— WORK REQUIRED —
The lines to copy are those with "Option" in them. Pull each one from the entries below.

— SOURCE MATERIAL —

//! Error types for the few truly exceptional conditions.
//!
//! Infeasible sequences are not errors: they are plain `None`/`false` results
//! consumed by the search. The enums below cover malformed inputs and solver
//! backend failures only.

use std::path::PathBuf;

use crate::model::NodeId;

#[derive(thiserror::Error, Debug)]
pub enum OracleError {
    #[error("distance matrix row {row} has {len} entries, expected {expected}")]
    NotSquare {
        row: usize,
        len: usize,
        expected: usize,
    },
    #[error("travel time {0} does not fit in seconds")]
    OutOfRange(i64),
    #[error("edge references unknown node {0}")]
    UnknownNode(NodeId),
}

#[derive(thiserror::Error, Debug)]
pub enum ConfigError {
    #[error("failure reading config from {path}: {source}")]
    Read {
        path: PathBuf,
        source: std::io::Error,
    },
    #[error("failed to parse matching config: {0}")]
    Parse(#[from] serde_json::Error),
    #[error("invalid matching config: {0}")]
    Invalid(String),
}

#[derive(thiserror::Error, Debug)]
pub enum SolverError {
    #[error("variable {0} does not belong to this model")]
    UnknownVariable(usize),
    #[error("constraint '{name}' references variable {var} more than once")]
    DuplicateTerm { name: String, var: usize },
    #[error("objective weights overflow: {0}")]
    Overflow(String),
    #[error("no solution available, solve status is {0}")]
    NoSolution(String),
}

#[derive(thiserror::Error, Debug)]
pub enum SnapshotError {
    #[error("failure writing snapshot to {path}: {source}")]
    Write {
        path: PathBuf,
        source: std::io::Error,
    },
    #[error("failed to serialize snapshot: {0}")]
    Serialize(#[from] serde_json::Error),
}

#[derive(thiserror::Error, Debug)]
pub enum ScenarioError {
    #[error("scenario center {0:#x} is not a valid H3 cell")]
    InvalidCenter(u64),
    #[error("scenario needs at least two nodes, grid radius {0} gives fewer")]
    TooFewNodes(u32),
    #[error("invalid scenario: {0}")]
    Invalid(String),
    #[error(transparent)]
    Config(#[from] ConfigError),
}
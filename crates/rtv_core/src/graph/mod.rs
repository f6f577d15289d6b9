//! Compatibility graphs of one round.
//!
//! - [`RvGraph`]: which vehicle can serve which request alone, and which
//!   request pairs can share a trip.
//! - [`RtvGraph`]: every feasible trip per vehicle, level by level, stored in
//!   one visit arena with per-vehicle and per-request indexes.
//! - [`RtvSnapshot`]: serializable summary of both for offline analysis.

pub mod rtv;
pub mod rv;
pub mod snapshot;

pub use rtv::{baseline_visit, enumerate_trips, idle_visit, LevelStats, RtvGraph, VehicleTrips};
pub use rv::{pair_delay, RrEdge, RvEdge, RvGraph};
pub use snapshot::{LevelSnapshot, RtvSnapshot};
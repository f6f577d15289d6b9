//! Parameter variation framework for exploring the scenario and matching
//! parameter space.
//!
//! A [`ParameterSpace`] lists candidate values per dimension; unset dimensions
//! fall back to the base [`ScenarioParams`] and [`MatchingConfig`]. Grid search
//! takes the Cartesian product, random sampling draws unique combinations.

use rtv_core::config::{AssignmentKind, MatchingConfig};
use rtv_core::scenario::ScenarioParams;

#[path = "parameters/sampling.rs"]
mod sampling;
#[cfg(test)]
#[path = "parameters/tests.rs"]
mod tests;

/// One point of the space, before seeding.
#[derive(Debug, Clone, Copy, PartialEq, Eq, Hash)]
struct ParameterCombination {
    assignment: AssignmentKind,
    num_vehicles: usize,
    capacity: u32,
    num_requests: usize,
    max_edges_rv: Option<usize>,
    max_trip_size: Option<usize>,
    round_interval_secs: u32,
}

/// Candidate values per dimension with the base values filled in.
struct ParameterVariations {
    assignments: Vec<AssignmentKind>,
    num_vehicles: Vec<usize>,
    capacities: Vec<u32>,
    num_requests: Vec<usize>,
    max_edges_rv: Vec<Option<usize>>,
    max_trip_sizes: Vec<Option<usize>>,
    round_intervals: Vec<u32>,
}

fn or_base<T: Clone>(values: &[T], base: T) -> Vec<T> {
    if values.is_empty() {
        vec![base]
    } else {
        values.to_vec()
    }
}

impl ParameterVariations {
    fn from_space(space: &ParameterSpace) -> Self {
        Self {
            assignments: or_base(&space.assignments, space.base_config.assignment),
            num_vehicles: or_base(&space.num_vehicles, space.base.num_vehicles),
            capacities: or_base(&space.capacities, space.base.capacity),
            num_requests: or_base(&space.num_requests, space.base.num_requests),
            max_edges_rv: or_base(&space.max_edges_rv, space.base_config.max_edges_rv),
            max_trip_sizes: or_base(&space.max_trip_sizes, space.base_config.max_trip_size),
            round_intervals: or_base(&space.round_intervals, space.base.round_interval_secs),
        }
    }

    fn combinations(&self) -> Vec<ParameterCombination> {
        let mut combos = Vec::new();
        for &assignment in &self.assignments {
            for &num_vehicles in &self.num_vehicles {
                for &capacity in &self.capacities {
                    for &num_requests in &self.num_requests {
                        for &max_edges_rv in &self.max_edges_rv {
                            for &max_trip_size in &self.max_trip_sizes {
                                for &round_interval_secs in &self.round_intervals {
                                    combos.push(ParameterCombination {
                                        assignment,
                                        num_vehicles,
                                        capacity,
                                        num_requests,
                                        max_edges_rv,
                                        max_trip_size,
                                        round_interval_secs,
                                    });
                                }
                            }
                        }
                    }
                }
            }
        }
        combos
    }
}

/// A single configuration for one simulation run.
#[derive(Debug, Clone)]
pub struct ParameterSet {
    pub params: ScenarioParams,
    pub config: MatchingConfig,
    /// Identifies the parameter combination; replications share it.
    pub experiment_id: String,
    /// Unique across a sweep.
    pub run_id: usize,
    pub seed: u64,
}

impl ParameterSet {
    pub fn new(
        params: ScenarioParams,
        config: MatchingConfig,
        experiment_id: String,
        run_id: usize,
        seed: u64,
    ) -> Self {
        Self {
            params,
            config,
            experiment_id,
            run_id,
            seed,
        }
    }

    /// Scenario params with the run's seed applied.
    pub fn scenario_params(&self) -> ScenarioParams {
        let mut params = self.params.clone();
        params.seed = Some(self.seed);
        params
    }
}

/// Defines a parameter space for exploration.
#[derive(Debug, Clone)]
pub struct ParameterSpace {
    base: ScenarioParams,
    base_config: MatchingConfig,
    assignments: Vec<AssignmentKind>,
    num_vehicles: Vec<usize>,
    capacities: Vec<u32>,
    num_requests: Vec<usize>,
    max_edges_rv: Vec<Option<usize>>,
    max_trip_sizes: Vec<Option<usize>>,
    round_intervals: Vec<u32>,
    /// Seeded runs per combination.
    replications: usize,
}

impl Default for ParameterSpace {
    fn default() -> Self {
        Self::new()
    }
}

impl ParameterSpace {
    /// Runs already execute in parallel, so the base config keeps each round
    /// on its own thread.
    pub fn new() -> Self {
        Self {
            base: ScenarioParams::default(),
            base_config: MatchingConfig::default().with_parallel(false),
            assignments: vec![],
            num_vehicles: vec![],
            capacities: vec![],
            num_requests: vec![],
            max_edges_rv: vec![],
            max_trip_sizes: vec![],
            round_intervals: vec![],
            replications: 1,
        }
    }

    pub fn grid() -> Self {
        Self::new()
    }

    pub fn assignment(mut self, kinds: Vec<AssignmentKind>) -> Self {
        self.assignments = kinds;
        self
    }

    pub fn num_vehicles(mut self, counts: Vec<usize>) -> Self {
        self.num_vehicles = counts;
        self
    }

    pub fn capacity(mut self, capacities: Vec<u32>) -> Self {
        self.capacities = capacities;
        self
    }

    pub fn num_requests(mut self, counts: Vec<usize>) -> Self {
        self.num_requests = counts;
        self
    }

    pub fn max_edges_rv(mut self, caps: Vec<Option<usize>>) -> Self {
        self.max_edges_rv = caps;
        self
    }

    pub fn max_trip_size(mut self, sizes: Vec<Option<usize>>) -> Self {
        self.max_trip_sizes = sizes;
        self
    }

    pub fn round_interval_secs(mut self, intervals: Vec<u32>) -> Self {
        self.round_intervals = intervals;
        self
    }

    pub fn replications(mut self, count: usize) -> Self {
        self.replications = count.max(1);
        self
    }

    pub fn with_base(mut self, base: ScenarioParams) -> Self {
        self.base = base;
        self
    }

    pub fn with_base_config(mut self, config: MatchingConfig) -> Self {
        self.base_config = config;
        self
    }

    fn apply(&self, combo: &ParameterCombination) -> (ScenarioParams, MatchingConfig) {
        let params = self
            .base
            .clone()
            .with_fleet(combo.num_vehicles, combo.capacity)
            .with_requests(combo.num_requests, self.base.request_window_secs)
            .with_rounds(combo.round_interval_secs, self.base.end_secs);
        let mut config = self.base_config.clone().with_assignment(combo.assignment);
        config.max_edges_rv = combo.max_edges_rv;
        config.max_trip_size = combo.max_trip_size;
        (params, config)
    }

    /// Generate every valid combination (Cartesian product), `replications`
    /// seeded runs each. Combinations that fail validation are skipped.
    pub fn generate(&self) -> Vec<ParameterSet> {
        let variations = ParameterVariations::from_space(self);
        let mut sets = Vec::new();
        for (experiment, combo) in variations
            .combinations()
            .into_iter()
            .filter(is_valid_combination)
            .enumerate()
        {
            let (params, config) = self.apply(&combo);
            if config.validate().is_err() {
                continue;
            }
            for replication in 0..self.replications {
                let run_id = sets.len();
                sets.push(ParameterSet::new(
                    params.clone(),
                    config.clone(),
                    format!("exp_{experiment}"),
                    run_id,
                    run_seed(experiment, replication),
                ));
            }
        }
        sets
    }
}

fn is_valid_combination(combo: &ParameterCombination) -> bool {
    combo.capacity > 0 && combo.num_vehicles > 0 && combo.round_interval_secs > 0
}

/// Distinct, reproducible seed per experiment and replication.
fn run_seed(experiment: usize, replication: usize) -> u64 {
    (experiment as u64)
        .wrapping_mul(0x9e37_79b9)
        .wrapping_add((replication as u64).wrapping_mul(0x85eb_ca6b))
}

— RESPONSE BOX —
    max_edges_rv: Option<usize>,
    max_trip_size: Option<usize>,
    max_edges_rv: Vec<Option<usize>>,
    max_trip_sizes: Vec<Option<usize>>,
    max_edges_rv: Vec<Option<usize>>,
    max_trip_sizes: Vec<Option<usize>>,
    pub fn max_edges_rv(mut self, caps: Vec<Option<usize>>) -> Self {
    pub fn max_trip_size(mut self, sizes: Vec<Option<usize>>) -> Self {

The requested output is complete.